The present invention relates to telemetry apparatus and methods, and more particularly to acoustic telemetry apparatus and methods used in the oil and gas industry.
There are numerous methods, techniques and innovations designed to improve the oil and gas drilling process. Many of these involve feedback of various measured downhole parameters that are communicated to the surface to enable the driller to more efficiently, safely or economically drill the well. For example, U.S. Pat. No. 6,968,909 to Aldred et al. teaches a control system that combines measurement of downhole conditions with certain aspects of the operation of the drillstring. These downhole measurements are conveyed to the surface by well-known standard telemetry methods where they are used to update a surface equipment control system that then changes operation parameters. Closed loop two-way communication techniques like this, however, rely on the adequate detection at the surface of the telemetered parameters. It is standard in the drilling industry to control certain parameters of the downhole telemetry transmitter by downlinking appropriate commands from the surface. For example, changing the downhole drilling fluid pressure in a prescribed manner by changing the flow rate of the drilling fluid and subsequently monitoring this by a downhole pressure gauge is a common technique. Problems associated with this and similar downlinking techniques include false detection, slowing of the drilling process and the need to include human intervention in the process.
There are at present two standard telemetry techniques in common use—data conveyed via pressure waves in the drilling fluid and data conveyed via very low frequency electromagnetic waves, both originating at a downhole transmitter. Another telemetry technique beginning to emerge in the drilling arena is to convey the data via acoustic waves travelling along the drillpipe. All three technologies suffer from noise associated with the drilling operation, and all three similarly suffer signal attenuation at the surface as the well bore increases in length. These problems are illustrated herein by discussing some of the issues associated with the utilization of acoustic transmissions to transfer data from downhole to an acoustic receiver rig at the surface.

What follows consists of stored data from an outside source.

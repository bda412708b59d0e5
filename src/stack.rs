//! Stack growth for deeply nested source
//!
//! Blocks, parenthesized values and nested definitions recurse once per
//! level. The recursive entry points of the parser and the printer run
//! through [`ensure_sufficient_stack`], which moves onto a fresh stack
//! segment when the current one is nearly exhausted.

/// Grow when less than this much stack remains
const RED_ZONE: usize = 128 * 1024;

/// Size of each new stack segment
const STACK_PER_RECURSION: usize = 1024 * 1024;

#[inline]
#[cfg(not(target_arch = "wasm32"))]
pub(crate) fn ensure_sufficient_stack<R>(f: impl FnOnce() -> R) -> R {
    stacker::maybe_grow(RED_ZONE, STACK_PER_RECURSION, f)
}

#[inline]
#[cfg(target_arch = "wasm32")]
pub(crate) fn ensure_sufficient_stack<R>(f: impl FnOnce() -> R) -> R {
    f()
}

The design of acoustic systems for static production wells has been reasonably successful, as each system can be modified within economic constraints to suit these relatively long-lived applications. The application of acoustic telemetry in the plethora of individually differing real-time drilling situations, however, is less widespread. This is primarily due to it presently being an emerging technology and because of specific problems related to the increased in-band noise due to certain drilling operations, and unwanted acoustic wave reflections associated with downhole components such as the bottom-hole assembly (or “BHA”), typically attached to the end of the drillstring. The problem of communication through drillpipe is further complicated by the fact that drillpipe has heavier tool joints than production tubing, resulting in broader stopbands; this entails relatively less available acoustic passband spectrum, making the problems of noise and signal distortion even more severe. As the well is drilled and the amount of drillpipe increases there is a general degradation of the available acoustic passband properties, primarily through two effects: the non-identical dimensions of the drillpipes due to manufacturing tolerances and recuts of tool joints will narrow and distort the acoustic passband; the acoustic signal attenuation increase is directly related to the number of drillpipes.
The amount of drillpipe in the well is directly related to the ‘measured depth’ (MD), in contrast to the ‘true vertical depth’ (TVD), i.e. the vertical depth used in calculating the hydrostatic pressure in a well. Attenuation is also a function of the amount of wall contact with the drillpipe because this contact provides a means of extracting energy from acoustic waves travelling along the pipe. Typical attenuation values may range from 12 dB to 35 dB per kilometer.
Noise from many sources must be dealt with. For example, the drill bit, mud motor and the BHA and pipe all create acoustic noise, particularly when drilling. The downhole noise amplitude generally increases as rotation speed and/or the drilling rate of penetration increases. On the surface, noise originates from virtually all moving parts of the rig. Dominant noise sources include diesel generators, rotary tables, top drives, pumps and centrifuges.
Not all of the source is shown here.